FACSPS Project with Pilipina, Inc. in the Philippines

 

While Filipino women do not suffer from the more glaring practices of gender inequality in other countries like the dowry system, genital mutilation, wife burning, female infanticide, vaginal sewing, they are nevertheless subordinated and marginalized in areas of education and literacy, employment, health and personal safety, and governance. Socio-economic institutions that continue to reinforce sex-role stereotyping and images of women as sexual objects further perpetuate the inequality between men and women.

 

While some laws and policies that seek to correct these inadequacies have been instituted, much still remains to be done in terms of promulgation and enforcement particularly those criminalizing domestic violence and trafficking of women and children.

 

Pilipina, Inc., is a nonprofit, non-government, charitable mass-based organization in the Philippines that was founded in 1981. Since then, it has organized daycare projects, provided legal services and education to rape victims and battered women, pioneered studies in women’s role in the Philippines and pushed for greater participation of women in governance and leadership. In Cebu, Pilipina operates a crisis center for battered women and organized a community watch (Bantay-Banay) program to prevent cases of domestic violence against women.

 

The joint FACSPS- Pilipina, Inc project, started in 2001, is a proactive educational step to directly reach out to grassroots women. The outputs are an increased number of women leaders from the community and sector-based organizations who would take on the issues of gender, in addition to help solve those affecting their communities.

 

The joint project conducts orientation to women participants, and develop training modules on priority gender issues and concerns in ten local areas; mobilize the women leaders in undertaking concrete action to address identified gender issues and concerns; and to strengthen networking among women leaders of community and sector-based organizations. The project will aid, educate and help women leaders towards transformative leadership and citizenship and gender-responsive governance across various strata of society.

 

Orientation and grassroots training modules on priority gender issues and concerns, foremost domestic violence, gender-responsive governance, family planning and women’s reproductive health, are being developed and implemented in the ten project areas of Kalinga, Baguio/Benguet, National Capital Region, Bacolod/Negros Occidental, Cebu City, Cagayan de Oro, Bukidnon, Butuan/Agusan del Norte, Marawi, and Davao City. The participants plan and implement activities and courses of action in their respective communities to address the specific issues. Conferences in the national and regional levels of grassroots women leaders to share experiences and success stories and lessons learned are held.

 

Similar to our project with Loving Presence Foundation, progress reports are submitted on the joint project. Audited financial reports, conducted by external auditors, are submitted at the end of the calendar year. President Rufino Ignacio and wife Marlene visited the Philippines in August-September 2002 and participated in meetings and seminars conducted under the Pilipina-FACSPS project.

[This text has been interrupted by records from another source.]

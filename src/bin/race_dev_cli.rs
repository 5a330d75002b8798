// src/bin/race_dev_cli.rs

use std::fs;
use std::path::{Path, PathBuf};
use std::time::{SystemTime, UNIX_EPOCH};

use clap::Parser;
use tracing::{error, info};

use card_race_engine::api::{
    ClaimBonusCommand, Command, CreateSessionCommand, DestroySessionCommand, DrawCardCommand,
    Query, QueryResponse, RaceDesk, RaceEvent, StartRaceCommand,
};
use card_race_engine::domain::{Chips, Deck, PlayerId, Suit, SuitMap};
use card_race_engine::engine::{RaceConfig, RaceSession, SessionManager};
use card_race_engine::infra::{
    BalanceLedger, BurnPolicy, IdGenerator, InMemoryLedger, InMemoryRaceStorage, RaceStorage,
    RngSeed,
};

/// Dev-симуляция карточных гонок: несколько игроков, по несколько гонок каждый.
#[derive(Parser, Debug)]
#[command(name = "race_dev_cli")]
struct Args {
    /// Сколько игроков.
    #[arg(long, default_value_t = 3)]
    players: u32,

    /// Сколько гонок на игрока.
    #[arg(long, default_value_t = 3)]
    races: u32,

    /// Базовый seed (одинаковый seed → одинаковые гонки).
    #[arg(long, default_value_t = 42)]
    seed: u64,

    /// Стартовый баланс каждого игрока.
    #[arg(long, default_value_t = 100)]
    balance: u64,

    /// JSON с RaceConfig (необязательно).
    #[arg(long)]
    config: Option<PathBuf>,

    /// Печатать события в JSON, как их отдал бы сокет.
    #[arg(long)]
    json: bool,

    /// Каталог со снапшотами сессий: читаем при старте игрока, пишем в конце.
    #[arg(long)]
    snapshots: Option<PathBuf>,
}

fn main() {
    tracing_subscriber::fmt()
        .with_env_filter(
            tracing_subscriber::EnvFilter::try_from_default_env()
                .unwrap_or_else(|_| "info".into()),
        )
        .init();

    let args = Args::parse();

    if let Err(err) = run(&args) {
        error!("race_dev_cli: {err}");
        std::process::exit(1);
    }
}

fn run(args: &Args) -> Result<(), String> {
    let config = match &args.config {
        Some(path) => {
            let raw = fs::read_to_string(path).map_err(|e| format!("{}: {e}", path.display()))?;
            serde_json::from_str::<RaceConfig>(&raw).map_err(|e| format!("bad config: {e}"))?
        }
        None => RaceConfig::default(),
    };

    let manager = SessionManager::new(config).map_err(|e| e.to_string())?;
    let mut desk = RaceDesk::new(manager, InMemoryLedger::new(), BurnPolicy::default());
    let ids = IdGenerator::new();
    let base_seed = RngSeed::from_u64(args.seed);
    let mut storage = InMemoryRaceStorage::new();

    if let Some(dir) = &args.snapshots {
        fs::create_dir_all(dir).map_err(|e| format!("{}: {e}", dir.display()))?;
    }

    info!(
        players = args.players,
        races = args.races,
        draws_to_finish = desk.manager().config().draws_to_finish(),
        "starting simulation"
    );

    for n in 0..args.players {
        let player_id = ids.next_player_id();
        desk.ledger_mut().credit(player_id, Chips(args.balance));

        let mut rng = base_seed.derive(player_id, 0).to_rng();
        let restored = match &args.snapshots {
            Some(dir) => restore_snapshot(&mut storage, dir, player_id)?,
            None => None,
        };
        match restored {
            Some(session) => {
                info!(
                    player_id,
                    races_played = session.races_played,
                    "session restored from snapshot"
                );
                desk.manager_mut().restore_session(session);
            }
            None => emit(args, player_id, desk.handle_or_report(
                Command::CreateSession(CreateSessionCommand { player_id }),
                &mut rng,
            )),
        }
        emit(args, player_id, desk.handle_or_report(
            Command::ClaimBonus(ClaimBonusCommand { player_id }),
            &mut rng,
        ));

        for race in 1..=u64::from(args.races) {
            let mut rng = base_seed.derive(player_id, race).to_rng();
            let favourite = Suit::ALL[(n as usize + race as usize) % Suit::ALL.len()];
            let mut bets = SuitMap::splat(0i64);
            bets[favourite] = 10;

            let started = desk.handle_or_report(
                Command::StartRace(StartRaceCommand { player_id, bets }),
                &mut rng,
            );
            let failed = started.iter().any(|e| matches!(e, RaceEvent::Error { .. }));
            emit(args, player_id, started);
            if failed {
                break;
            }

            // Дольше колоды гонка не бывает: дальше только DeckExhausted.
            for _ in 0..Deck::FULL_SIZE {
                let events = desk.handle_or_report(
                    Command::DrawCard(DrawCardCommand {
                        player_id,
                        timestamp: now_secs(),
                    }),
                    &mut rng,
                );
                let done = events
                    .iter()
                    .any(|e| matches!(e, RaceEvent::RaceFinished(_) | RaceEvent::Error { .. }));
                emit(args, player_id, events);
                if done {
                    break;
                }
            }
        }

        if let Ok(QueryResponse::Results(results)) = desk.query(&Query::GetResults { player_id }) {
            println!("--- player {player_id}: {} race(s) in history", results.len());
            for r in results {
                println!(
                    "    #{} winner={:?} bet={} odds={:.1} winnings={} cards={}",
                    r.race_number, r.winner, r.bet.0, r.odds, r.winnings.0, r.cards_drawn
                );
            }
        }
        println!(
            "--- player {player_id}: balance {}",
            desk.ledger().balance(player_id).0
        );

        if let (Some(dir), Some(session)) = (&args.snapshots, desk.manager().session(player_id)) {
            save_snapshot(&mut storage, dir, session)?;
        }

        emit(args, player_id, desk.handle_or_report(
            Command::DestroySession(DestroySessionCommand { player_id }),
            &mut rng,
        ));
    }

    println!("=== burned total: {} ===", desk.ledger().total_burned().0);
    Ok(())
}

fn snapshot_path(dir: &Path, player_id: PlayerId) -> PathBuf {
    dir.join(format!("player-{player_id}.json"))
}

fn restore_snapshot(
    storage: &mut InMemoryRaceStorage,
    dir: &Path,
    player_id: PlayerId,
) -> Result<Option<RaceSession>, String> {
    let path = snapshot_path(dir, player_id);
    if !path.exists() {
        return Ok(None);
    }
    let raw = fs::read_to_string(&path).map_err(|e| format!("{}: {e}", path.display()))?;
    storage.put_raw_snapshot(player_id, raw);

    let session = storage
        .load_session(player_id)
        .map_err(|e| format!("{}: {e}", path.display()))?;
    match session {
        Some(session) if session.player_id != player_id => Err(format!(
            "{}: снапшот принадлежит игроку {}",
            path.display(),
            session.player_id
        )),
        other => Ok(other),
    }
}

fn save_snapshot(
    storage: &mut InMemoryRaceStorage,
    dir: &Path,
    session: &RaceSession,
) -> Result<(), String> {
    storage.save_session(session).map_err(|e| e.to_string())?;
    let path = snapshot_path(dir, session.player_id);
    if let Some(raw) = storage.raw_snapshot(session.player_id) {
        fs::write(&path, raw).map_err(|e| format!("{}: {e}", path.display()))?;
    }
    Ok(())
}

fn emit(args: &Args, player_id: PlayerId, events: Vec<RaceEvent>) {
    for event in events {
        if args.json {
            match serde_json::to_string(&event) {
                Ok(line) => println!("[{player_id}] {line}"),
                Err(err) => error!("cannot encode event: {err}"),
            }
        } else {
            println!("[{player_id}] {event:?}");
        }
    }
}

fn now_secs() -> u64 {
    SystemTime::now()
        .duration_since(UNIX_EPOCH)
        .map(|d| d.as_secs())
        .unwrap_or(0)
}
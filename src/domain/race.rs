use serde::{Deserialize, Serialize};

use crate::domain::card::Suit;
use crate::domain::chips::Chips;
use crate::domain::odds::Odds;

/// Фаза гонки внутри сессии.
#[derive(Clone, Copy, Debug, Default, Serialize, Deserialize, PartialEq, Eq)]
#[serde(rename_all = "lowercase")]
pub enum RaceStatus {
    /// Принимаем ставки.
    #[default]
    Betting,
    /// Гонка идёт, можно тянуть карты.
    Racing,
    /// Какая-то масть дошла до 100%, ждём расчёта.
    Finished,
}

/// Итог одной гонки. Хранится в ограниченной истории сессии.
#[derive(Clone, Debug, Serialize, Deserialize, PartialEq, Eq)]
pub struct RaceResult {
    /// Порядковый номер гонки в рамках сессии (с 1).
    pub race_number: u64,
    pub winner: Suit,
    /// Ставка на победившую масть.
    pub bet: Chips,
    /// Сумма ставок по всем мастям.
    pub total_wager: Chips,
    /// Коэффициент победителя на момент финиша.
    pub odds: Odds,
    pub winnings: Chips,
    /// Время финиша (секунды, передаёт вызывающий код).
    pub timestamp: u64,
    pub cards_drawn: u32,
}
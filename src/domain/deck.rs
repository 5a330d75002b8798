use serde::{Deserialize, Serialize};

use crate::domain::card::{Card, Rank, Suit};

/// Колода карт. В домене — просто упорядоченный список карт.
/// Перемешивание делает engine (через RNG из infra), НЕ здесь.
#[derive(Clone, Debug, Serialize, Deserialize, PartialEq, Eq)]
pub struct Deck {
    pub cards: Vec<Card>,
}

impl Deck {
    pub const FULL_SIZE: usize = 52;

    /// Стандартная 52-карточная колода в порядке:
    /// Hearts 2..A, Diamonds 2..A, Clubs 2..A, Spades 2..A.
    ///
    /// Карты берутся с хвоста, поэтому без перемешивания первыми
    /// выходят пики (A, K, Q, ...).
    pub fn standard_52() -> Self {
        let mut cards = Vec::with_capacity(Self::FULL_SIZE);
        for suit in Suit::ALL {
            for rank in Rank::ALL {
                cards.push(Card::new(rank, suit));
            }
        }
        Deck { cards }
    }

    pub fn len(&self) -> usize {
        self.cards.len()
    }

    pub fn is_empty(&self) -> bool {
        self.cards.is_empty()
    }

    /// Взять одну карту с хвоста колоды.
    pub fn draw_one(&mut self) -> Option<Card> {
        self.cards.pop()
    }

    /// Сколько карт данной масти ещё в колоде.
    pub fn count_suit(&self, suit: Suit) -> usize {
        self.cards.iter().filter(|c| c.suit == suit).count()
    }
}
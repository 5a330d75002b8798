use std::collections::HashMap;

use thiserror::Error;

use crate::domain::PlayerId;
use crate::engine::race_loop::RaceSession;

#[derive(Debug, Error)]
pub enum StorageError {
    #[error("Снапшот сессии повреждён: {0}")]
    Corrupted(#[from] serde_json::Error),
}

/// Абстракция хранилища снапшотов сессий.
///
/// Нужна оффчейн-сервисам, которые хотят пережить рестарт:
/// dev CLI сохраняет сессии между запусками через неё.
pub trait RaceStorage {
    fn load_session(&self, player_id: PlayerId) -> Result<Option<RaceSession>, StorageError>;

    fn save_session(&mut self, session: &RaceSession) -> Result<(), StorageError>;

    fn remove_session(&mut self, player_id: PlayerId);
}

/// In-memory реализация: хранит JSON-снапшоты, как их отдал бы внешний сервис.
#[derive(Debug, Default)]
pub struct InMemoryRaceStorage {
    snapshots: HashMap<PlayerId, String>,
}

impl InMemoryRaceStorage {
    pub fn new() -> Self {
        Self::default()
    }

    pub fn len(&self) -> usize {
        self.snapshots.len()
    }

    pub fn is_empty(&self) -> bool {
        self.snapshots.is_empty()
    }

    /// Сырой снапшот (для отладки / экспорта).
    pub fn raw_snapshot(&self, player_id: PlayerId) -> Option<&str> {
        self.snapshots.get(&player_id).map(String::as_str)
    }

    /// Подложить сырой снапшот (например, пришедший извне).
    pub fn put_raw_snapshot(&mut self, player_id: PlayerId, json: impl Into<String>) {
        self.snapshots.insert(player_id, json.into());
    }
}

impl RaceStorage for InMemoryRaceStorage {
    fn load_session(&self, player_id: PlayerId) -> Result<Option<RaceSession>, StorageError> {
        self.snapshots
            .get(&player_id)
            .map(|json| serde_json::from_str(json))
            .transpose()
            .map_err(StorageError::from)
    }

    fn save_session(&mut self, session: &RaceSession) -> Result<(), StorageError> {
        let json = serde_json::to_string(session)?;
        self.snapshots.insert(session.player_id, json);
        Ok(())
    }

    fn remove_session(&mut self, player_id: PlayerId) {
        self.snapshots.remove(&player_id);
    }
}
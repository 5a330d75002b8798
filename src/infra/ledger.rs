//! Баланс игрока и "блокчейн"-операции как внешняя способность (capability).
//!
//! Движок гонки баланс НЕ хранит. Списание ставки, burn и начисление
//! выигрыша делает вызывающий код (см. `api::desk::RaceDesk`) через этот трейт.
//! В проде за ним стоит реальная интеграция, в тестах — `InMemoryLedger`.

use std::collections::HashMap;

use serde::{Deserialize, Serialize};
use thiserror::Error;

use crate::domain::chips::Chips;
use crate::domain::{ItemId, PlayerId};
use crate::infra::ids::IdGenerator;

/// Ошибки внешнего леджера.
#[derive(Clone, Debug, Error, PartialEq, Eq)]
pub enum LedgerError {
    #[error("Недостаточно средств: нужно {needed:?}, доступно {available:?}")]
    InsufficientFunds { needed: Chips, available: Chips },

    /// Внешний сервис недоступен / отклонил операцию.
    #[error("Леджер недоступен: {0}")]
    Unavailable(String),
}

/// Атрибуты NFT-предмета для минта.
#[derive(Clone, Debug, Default, Serialize, Deserialize, PartialEq, Eq)]
pub struct ItemAttributes {
    pub name: String,
    pub traits: HashMap<String, String>,
}

/// Уже заминченный предмет (для in-memory реализации).
#[derive(Clone, Debug, Serialize, Deserialize, PartialEq, Eq)]
pub struct MintedItem {
    pub id: ItemId,
    pub owner: PlayerId,
    pub attributes: ItemAttributes,
}

/// Способность "баланс + минт", которую вызывающий код передаёт явно.
pub trait BalanceLedger {
    fn balance(&self, player_id: PlayerId) -> Chips;

    /// Списать сумму. Ошибка — без изменения баланса.
    fn debit(&mut self, player_id: PlayerId, amount: Chips) -> Result<(), LedgerError>;

    fn credit(&mut self, player_id: PlayerId, amount: Chips);

    /// Вывести сумму из обращения.
    fn burn(&mut self, amount: Chips);

    fn mint_item(
        &mut self,
        owner: PlayerId,
        attributes: ItemAttributes,
    ) -> Result<ItemId, LedgerError>;
}

/// Политика burn: фиксированный процент от общей ставки.
#[derive(Clone, Copy, Debug, Serialize, Deserialize, PartialEq, Eq)]
pub struct BurnPolicy {
    pub percent: u8,
}

impl Default for BurnPolicy {
    fn default() -> Self {
        Self { percent: 10 }
    }
}

impl BurnPolicy {
    pub fn new(percent: u8) -> Result<Self, LedgerError> {
        if percent > 100 {
            return Err(LedgerError::Unavailable(format!(
                "burn percent должен быть в 0..=100, получено {percent}"
            )));
        }
        Ok(Self { percent })
    }

    pub fn burn_amount(&self, total_wager: Chips) -> Chips {
        total_wager.percent(self.percent)
    }
}

/// Простая in-memory реализация для тестов и локального запуска.
#[derive(Debug, Default)]
pub struct InMemoryLedger {
    balances: HashMap<PlayerId, Chips>,
    burned: Chips,
    items: Vec<MintedItem>,
    ids: IdGenerator,
    /// Если задано — mint_item отвечает этой ошибкой.
    mint_failure: Option<String>,
}

impl InMemoryLedger {
    pub fn new() -> Self {
        Self::default()
    }

    pub fn with_balance(mut self, player_id: PlayerId, amount: Chips) -> Self {
        self.balances.insert(player_id, amount);
        self
    }

    pub fn set_balance(&mut self, player_id: PlayerId, amount: Chips) {
        self.balances.insert(player_id, amount);
    }

    pub fn total_burned(&self) -> Chips {
        self.burned
    }

    pub fn items_of(&self, owner: PlayerId) -> impl Iterator<Item = &MintedItem> {
        self.items.iter().filter(move |i| i.owner == owner)
    }

    /// Сымитировать отказ внешнего сервиса при минте.
    pub fn fail_mints_with(&mut self, reason: impl Into<String>) {
        self.mint_failure = Some(reason.into());
    }
}

impl BalanceLedger for InMemoryLedger {
    fn balance(&self, player_id: PlayerId) -> Chips {
        self.balances.get(&player_id).copied().unwrap_or(Chips::ZERO)
    }

    fn debit(&mut self, player_id: PlayerId, amount: Chips) -> Result<(), LedgerError> {
        let available = self.balance(player_id);
        if available < amount {
            return Err(LedgerError::InsufficientFunds {
                needed: amount,
                available,
            });
        }
        self.balances.insert(player_id, available - amount);
        Ok(())
    }

    fn credit(&mut self, player_id: PlayerId, amount: Chips) {
        *self.balances.entry(player_id).or_insert(Chips::ZERO) += amount;
    }

    fn burn(&mut self, amount: Chips) {
        self.burned += amount;
    }

    fn mint_item(
        &mut self,
        owner: PlayerId,
        attributes: ItemAttributes,
    ) -> Result<ItemId, LedgerError> {
        if let Some(reason) = &self.mint_failure {
            return Err(LedgerError::Unavailable(reason.clone()));
        }
        let id = self.ids.next_item_id();
        self.items.push(MintedItem {
            id,
            owner,
            attributes,
        });
        Ok(id)
    }
}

They met with women of various persuasions -- leaders, battered victims, Muslim women, ethnic tribes, and others who are bound by a common plea to equal rights and opportunities.

 

Pilipina, Incorporated Rina Jimenez David is the Executive Director of the joint project. Rina, a writer of note in the Philippines and an icon in gender issues, is a feature writer of the Philippine Daily Inquirer.  Her daily writings on contemporary issues receive high praise from readers from the Philippines and abroad.